Un témoignage peut être utile, mais il ne doit jamais devenir une obligation ni servir de caution symbolique. La personne doit connaître le cadre, le public, l'usage prévu de ses propos et son droit de refuser certaines questions. Une rémunération ou une prise en charge adaptée est à prévoir lorsque son intervention constitue un travail.
Comment éviter qu'un débat soit monopolisé par quelques participants ?
Limitez le temps de parole, alternez échanges en petits groupes et séance plénière, puis permettez des contributions écrites ou anonymes. La personne chargée de la modération peut solliciter les participants qui souhaitent parler sans les contraindre et rappeler que l'écoute fait partie de la participation.
Peut-on utiliser des témoignages trouvés en ligne dans un support ?
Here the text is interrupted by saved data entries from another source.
//! Continuous-wave (lock-in) mode simulator.

use std::collections::BTreeMap;
use std::time::Duration;

use num_complex::Complex64;
use rand::rngs::StdRng;
use rand::{Rng, SeedableRng};
use tracing::info;

use rimfax_hal::{HalError, HalResult, InstrumentConfig, LockinInstrument, MixerConfig, Shutdown};
use rimfax_timeline::Port;

const NUM_PORTS: u8 = 8;
const ADC_SAMPLE_RATE: f64 = 1e9;
const MAX_MIXER_FREQ: f64 = 10e9;

/// The simulated qubit resonance probed by two-tone spectroscopy.
#[derive(Debug, Clone, Copy, PartialEq)]
pub struct ResonanceModel {
    /// Qubit transition frequency in Hz.
    pub qubit_freq: f64,
    /// Bare linewidth in Hz.
    pub linewidth: f64,
    /// Pump amplitude at which power broadening doubles the linewidth.
    pub saturation: f64,
    /// Fractional dip depth of the probe response on resonance.
    pub contrast: f64,
    /// RMS noise per captured sample, in full-scale units.
    pub noise: f64,
}

impl Default for ResonanceModel {
    fn default() -> Self {
        Self {
            qubit_freq: 4.0e9,
            linewidth: 2e6,
            saturation: 0.05,
            contrast: 0.6,
            noise: 2e-3,
        }
    }
}

impl ResonanceModel {
    /// Probe transmission factor for a pump at `freq` with `amp`.
    fn transmission(&self, freq: f64, amp: f64) -> f64 {
        let broadened = self.linewidth * (1.0 + (amp / self.saturation).powi(2)).sqrt();
        let detune = (freq - self.qubit_freq) / broadened;
        1.0 - self.contrast / (1.0 + detune * detune)
    }
}

/// Simulated continuous-wave instrument for two-tone spectroscopy.
///
/// The probe port is the output whose mixer is paired with the DMA input
/// port; any output-only mixer is treated as the pump.
#[derive(Debug)]
pub struct SimLockin {
    resonance: ResonanceModel,
    mixer_freqs: BTreeMap<Port, f64>,
    scales: BTreeMap<Port, (f64, f64)>,
    probe_port: Option<Port>,
    pump_port: Option<Port>,
    dma_source: Option<Port>,
    running: bool,
    armed: Option<usize>,
    captured: Option<Vec<Complex64>>,
    rng: StdRng,
    muted: bool,
}

fn check_port(port: Port) -> HalResult<()> {
    if port.0 == 0 || port.0 > NUM_PORTS {
        return Err(HalError::InvalidPort(port));
    }
    Ok(())
}

fn check_scale(what: &'static str, value: f64) -> HalResult<()> {
    if !(-1.0..=1.0).contains(&value) {
        return Err(HalError::OutOfRange {
            what,
            value,
            min: -1.0,
            max: 1.0,
        });
    }
    Ok(())
}

impl SimLockin {
    /// "Connect" to the simulator.
    pub fn connect(config: &InstrumentConfig) -> HalResult<Self> {
        if config.address.is_empty() {
            return Err(HalError::ConnectionFailed(
                "no instrument address given".into(),
            ));
        }
        info!(
            "simulated lock-in instrument at {}:{}",
            config.address, config.port
        );
        Ok(Self {
            resonance: ResonanceModel::default(),
            mixer_freqs: BTreeMap::new(),
            scales: BTreeMap::new(),
            probe_port: None,
            pump_port: None,
            dma_source: None,
            running: false,
            armed: None,
            captured: None,
            rng: StdRng::seed_from_u64(0x5eed),
            muted: false,
        })
    }

    /// Replace the simulated resonance.
    pub fn with_resonance(mut self, resonance: ResonanceModel) -> Self {
        self.resonance = resonance;
        self
    }

    /// Reseed the noise generator.
    pub fn with_seed(mut self, seed: u64) -> Self {
        self.rng = StdRng::seed_from_u64(seed);
        self
    }

    /// Whether the outputs have been muted by a shutdown.
    pub fn is_muted(&self) -> bool {
        self.muted
    }

    fn gauss(&mut self) -> f64 {
        let u1: f64 = self.rng.gen_range(f64::MIN_POSITIVE..1.0);
        let u2: f64 = self.rng.gen_range(0.0..1.0);
        (-2.0 * u1.ln()).sqrt() * (std::f64::consts::TAU * u2).cos()
    }
}

impl Shutdown for SimLockin {
    fn shutdown(&mut self) -> HalResult<()> {
        self.running = false;
        self.muted = true;
        for scale in self.scales.values_mut() {
            *scale = (0.0, 0.0);
        }
        info!("simulated instrument shut down: outputs muted, bias zeroed");
        Ok(())
    }
}

impl LockinInstrument for SimLockin {
    fn sample_rate(&self) -> f64 {
        ADC_SAMPLE_RATE
    }

    fn configure_mixer(&mut self, config: MixerConfig) -> HalResult<()> {
        check_port(config.out_port)?;
        if !(0.0..=MAX_MIXER_FREQ).contains(&config.freq) {
            return Err(HalError::OutOfRange {
                what: "mixer frequency",
                value: config.freq,
                min: 0.0,
                max: MAX_MIXER_FREQ,
            });
        }
        self.mixer_freqs.insert(config.out_port, config.freq);
        if let Some(in_port) = config.in_port {
            check_port(in_port)?;
            self.probe_port = Some(config.out_port);
        } else {
            self.pump_port = Some(config.out_port);
        }
        Ok(())
    }

    fn set_frequency(&mut self, port: Port, freq: f64) -> HalResult<()> {
        check_port(port)?;
        if freq.abs() > 1e9 {
            return Err(HalError::OutOfRange {
                what: "IF frequency",
                value: freq,
                min: -1e9,
                max: 1e9,
            });
        }
        Ok(())
    }

    fn set_scale(&mut self, port: Port, scale_i: f64, scale_q: f64) -> HalResult<()> {
        check_port(port)?;
        check_scale("output scale I", scale_i)?;
        check_scale("output scale Q", scale_q)?;
        self.scales.insert(port, (scale_i, scale_q));
        Ok(())
    }

    fn set_phase(&mut self, port: Port, _phase_i: f64, _phase_q: f64) -> HalResult<()> {
        check_port(port)
    }

    fn set_dither(&mut self, port: Port, _enable: bool) -> HalResult<()> {
        check_port(port)
    }

    fn set_dma_source(&mut self, port: Port) -> HalResult<()> {
        check_port(port)?;
        self.dma_source = Some(port);
        Ok(())
    }

    fn set_run(&mut self, run: bool) -> HalResult<()> {
        self.running = run;
        Ok(())
    }

    fn settle(&mut self, _duration: Duration) -> HalResult<()> {
        // instrument-clock wait: instantaneous in simulation
        Ok(())
    }

    fn start_dma(&mut self, num_samples: usize) -> HalResult<()> {
        if self.dma_source.is_none() {
            return Err(HalError::Driver("DMA source not selected".into()));
        }
        self.armed = Some(num_samples);
        self.captured = None;
        Ok(())
    }

    fn wait_for_dma(&mut self) -> HalResult<()> {
        let Some(num_samples) = self.armed else {
            return Err(HalError::Driver("DMA capture not armed".into()));
        };
        if !self.running {
            return Err(HalError::Driver("outputs halted, DMA will not fill".into()));
        }
        let probe = self
            .probe_port
            .ok_or_else(|| HalError::Driver("probe mixer not configured".into()))?;
        let pump = self
            .pump_port
            .ok_or_else(|| HalError::Driver("pump mixer not configured".into()))?;
        let probe_amp = self.scales.get(&probe).copied().unwrap_or((0.0, 0.0)).0;
        let pump_amp = self.scales.get(&pump).copied().unwrap_or((0.0, 0.0)).0;
        let pump_freq = self.mixer_freqs.get(&pump).copied().unwrap_or(0.0);

        let level = probe_amp * self.resonance.transmission(pump_freq, pump_amp);
        let sigma = self.resonance.noise;
        let samples = (0..num_samples)
            .map(|_| {
                Complex64::new(level, 0.0) + Complex64::new(self.gauss(), self.gauss()) * sigma
            })
            .collect();
        self.captured = Some(samples);
        Ok(())
    }

    fn stop_dma(&mut self) -> HalResult<()> {
        self.armed = None;
        Ok(())
    }

    fn dma_data(&mut self, num_samples: usize) -> HalResult<Vec<Complex64>> {
        let captured = self
            .captured
            .take()
            .ok_or_else(|| HalError::Driver("no completed DMA capture".into()))?;
        if captured.len() < num_samples {
            return Err(HalError::Driver(format!(
                "DMA capture holds {} samples, {} requested",
                captured.len(),
                num_samples
            )));
        }
        Ok(captured)
    }
}

#[cfg(test)]
mod tests {
    use super::*;

    fn configured() -> SimLockin {
        let mut lck = SimLockin::connect(&InstrumentConfig::new("sim"))
            .unwrap()
            .with_seed(3);
        lck.configure_mixer(MixerConfig::output(6.2e9, Port(1)).with_input(Port(1)))
            .unwrap();
        lck.configure_mixer(MixerConfig::output(4.0e9, Port(5)))
            .unwrap();
        lck.set_scale(Port(1), 0.1, 0.1).unwrap();
        lck.set_scale(Port(5), 0.01, 0.01).unwrap();
        lck.set_dma_source(Port(1)).unwrap();
        lck
    }

    fn capture_mean(lck: &mut SimLockin, n: usize) -> Complex64 {
        lck.start_dma(n).unwrap();
        lck.set_run(true).unwrap();
        lck.wait_for_dma().unwrap();
        lck.stop_dma().unwrap();
        let data = lck.dma_data(n).unwrap();
        data.iter().sum::<Complex64>() / n as f64
    }

    #[test]
    fn test_dip_on_resonance() {
        let mut lck = configured();
        let on = capture_mean(&mut lck, 4096).re;
        lck.configure_mixer(MixerConfig::output(4.3e9, Port(5)))
            .unwrap();
        let off = capture_mean(&mut lck, 4096).re;
        assert!(
            on < off,
            "pump on resonance should dip the probe: on = {on}, off = {off}"
        );
    }

    #[test]
    fn test_dma_requires_arming() {
        let mut lck = configured();
        lck.set_run(true).unwrap();
        assert!(matches!(lck.wait_for_dma(), Err(HalError::Driver(_))));
    }

    #[test]
    fn test_dma_requires_running_outputs() {
        let mut lck = configured();
        lck.start_dma(128).unwrap();
        assert!(matches!(lck.wait_for_dma(), Err(HalError::Driver(_))));
    }

    #[test]
    fn test_shutdown_zeroes_scales() {
        let mut lck = configured();
        lck.shutdown().unwrap();
        assert!(lck.is_muted());
        assert_eq!(lck.scales.get(&Port(1)), Some(&(0.0, 0.0)));
    }
}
Il faut vérifier leur origine, leur contexte et les conditions de réutilisation. Un contenu public n'est pas nécessairement libre de droits, et sa reprise peut exposer son auteur. Mieux vaut privilégier une ressource explicitement réutilisable, demander une autorisation ou anonymiser un cas sans en déformer le sens.
Quels indicateurs utiliser pour évaluer une action ?
Choisissez des indicateurs liés au résultat attendu : connaissances acquises, ressources découvertes, obstacles identifiés, propositions formulées, qualité de l'accueil ou engagement pris par l'organisation. Combinez si possible un élément quantitatif simple avec des retours qualitatifs, sans collecter plus de données que nécessaire.
Comment communiquer après l'activité ?
Publiez un bilan factuel distinguant participation, constats, propositions et décisions. Obtenez l'accord nécessaire avant de diffuser des photographies ou des paroles attribuées. Mentionnez les limites de l'action, les prochaines étapes réellement prévues et le moyen de suivre leur mise en oeuvre.